— TO DO —
When the line containing "with bounded concurrency" appears in the entries below, begin printing there and stop after the line containing "use std::path::PathBuf;"; print each of those lines exactly and no other line.
==============================
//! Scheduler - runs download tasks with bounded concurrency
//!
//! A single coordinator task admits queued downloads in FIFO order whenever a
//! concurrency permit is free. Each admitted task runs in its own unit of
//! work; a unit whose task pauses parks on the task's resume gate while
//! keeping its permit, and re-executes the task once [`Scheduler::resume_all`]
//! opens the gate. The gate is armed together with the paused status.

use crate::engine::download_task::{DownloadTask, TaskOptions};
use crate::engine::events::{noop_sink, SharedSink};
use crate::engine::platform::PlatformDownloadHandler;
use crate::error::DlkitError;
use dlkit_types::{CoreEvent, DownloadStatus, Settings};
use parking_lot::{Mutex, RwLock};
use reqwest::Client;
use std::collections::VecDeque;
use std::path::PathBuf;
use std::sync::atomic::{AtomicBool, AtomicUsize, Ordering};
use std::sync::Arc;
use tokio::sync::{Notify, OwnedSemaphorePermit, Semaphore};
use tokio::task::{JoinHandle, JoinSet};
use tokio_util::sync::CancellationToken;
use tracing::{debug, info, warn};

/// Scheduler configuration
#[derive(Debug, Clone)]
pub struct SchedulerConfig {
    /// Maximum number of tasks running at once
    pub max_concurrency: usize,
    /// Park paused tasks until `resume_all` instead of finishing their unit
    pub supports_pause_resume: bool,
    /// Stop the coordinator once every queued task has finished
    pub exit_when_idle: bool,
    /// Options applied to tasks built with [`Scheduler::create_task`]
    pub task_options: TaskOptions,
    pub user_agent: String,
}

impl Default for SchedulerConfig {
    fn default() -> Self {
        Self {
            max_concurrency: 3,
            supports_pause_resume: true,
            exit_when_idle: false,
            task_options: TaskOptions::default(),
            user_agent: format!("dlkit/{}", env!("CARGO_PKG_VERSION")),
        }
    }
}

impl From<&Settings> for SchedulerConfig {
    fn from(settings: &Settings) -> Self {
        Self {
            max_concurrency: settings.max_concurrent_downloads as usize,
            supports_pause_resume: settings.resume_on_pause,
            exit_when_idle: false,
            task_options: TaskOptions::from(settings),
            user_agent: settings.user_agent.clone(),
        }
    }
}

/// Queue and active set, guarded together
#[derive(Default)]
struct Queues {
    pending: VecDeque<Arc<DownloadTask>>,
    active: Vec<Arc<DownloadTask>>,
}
==============================
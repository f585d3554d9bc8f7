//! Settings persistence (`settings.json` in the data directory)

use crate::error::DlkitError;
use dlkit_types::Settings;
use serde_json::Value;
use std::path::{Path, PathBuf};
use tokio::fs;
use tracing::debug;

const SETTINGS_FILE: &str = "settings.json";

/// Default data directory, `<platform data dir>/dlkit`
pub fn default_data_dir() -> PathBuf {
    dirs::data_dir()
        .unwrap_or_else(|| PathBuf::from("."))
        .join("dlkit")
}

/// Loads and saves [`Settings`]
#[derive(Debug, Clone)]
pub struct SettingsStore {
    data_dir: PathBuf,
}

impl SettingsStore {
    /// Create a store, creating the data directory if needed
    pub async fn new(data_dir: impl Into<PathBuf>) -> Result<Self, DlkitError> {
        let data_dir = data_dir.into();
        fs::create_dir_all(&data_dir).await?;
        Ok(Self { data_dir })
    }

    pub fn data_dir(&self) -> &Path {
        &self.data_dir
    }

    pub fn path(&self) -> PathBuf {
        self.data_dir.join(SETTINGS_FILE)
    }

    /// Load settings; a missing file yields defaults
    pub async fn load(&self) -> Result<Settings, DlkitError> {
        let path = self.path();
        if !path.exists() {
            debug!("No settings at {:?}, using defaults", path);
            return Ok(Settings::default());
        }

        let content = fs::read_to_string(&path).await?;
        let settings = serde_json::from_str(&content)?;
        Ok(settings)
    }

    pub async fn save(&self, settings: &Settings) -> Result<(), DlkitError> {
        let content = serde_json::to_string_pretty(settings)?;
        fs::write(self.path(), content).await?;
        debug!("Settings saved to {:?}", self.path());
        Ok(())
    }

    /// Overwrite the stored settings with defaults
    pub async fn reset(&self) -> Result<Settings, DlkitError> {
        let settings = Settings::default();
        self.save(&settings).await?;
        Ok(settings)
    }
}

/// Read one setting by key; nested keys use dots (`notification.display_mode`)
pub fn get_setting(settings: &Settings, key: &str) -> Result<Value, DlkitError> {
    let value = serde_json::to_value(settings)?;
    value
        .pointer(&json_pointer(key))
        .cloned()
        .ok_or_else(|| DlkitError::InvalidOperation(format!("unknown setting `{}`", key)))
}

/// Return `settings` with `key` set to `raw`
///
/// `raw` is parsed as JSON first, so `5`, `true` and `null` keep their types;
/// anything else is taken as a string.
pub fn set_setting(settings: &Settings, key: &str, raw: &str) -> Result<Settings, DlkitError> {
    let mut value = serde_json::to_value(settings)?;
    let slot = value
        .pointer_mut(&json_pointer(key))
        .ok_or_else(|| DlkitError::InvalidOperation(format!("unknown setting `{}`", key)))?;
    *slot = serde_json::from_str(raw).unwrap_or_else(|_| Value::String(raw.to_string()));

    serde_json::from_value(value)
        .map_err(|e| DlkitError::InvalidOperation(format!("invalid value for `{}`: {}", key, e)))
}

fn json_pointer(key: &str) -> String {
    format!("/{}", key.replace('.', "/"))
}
==============================
— RESPONSE FOR THIS EXERCISE —
//! Scheduler - runs download tasks with bounded concurrency
//!
//! A single coordinator task admits queued downloads in FIFO order whenever a
//! concurrency permit is free. Each admitted task runs in its own unit of
//! work; a unit whose task pauses parks on the task's resume gate while
//! keeping its permit, and re-executes the task once [`Scheduler::resume_all`]
//! opens the gate. The gate is armed together with the paused status.

use crate::engine::download_task::{DownloadTask, TaskOptions};
use crate::engine::events::{noop_sink, SharedSink};
use crate::engine::platform::PlatformDownloadHandler;
use crate::error::DlkitError;
use dlkit_types::{CoreEvent, DownloadStatus, Settings};
use parking_lot::{Mutex, RwLock};
use reqwest::Client;
use std::collections::VecDeque;
use std::path::PathBuf;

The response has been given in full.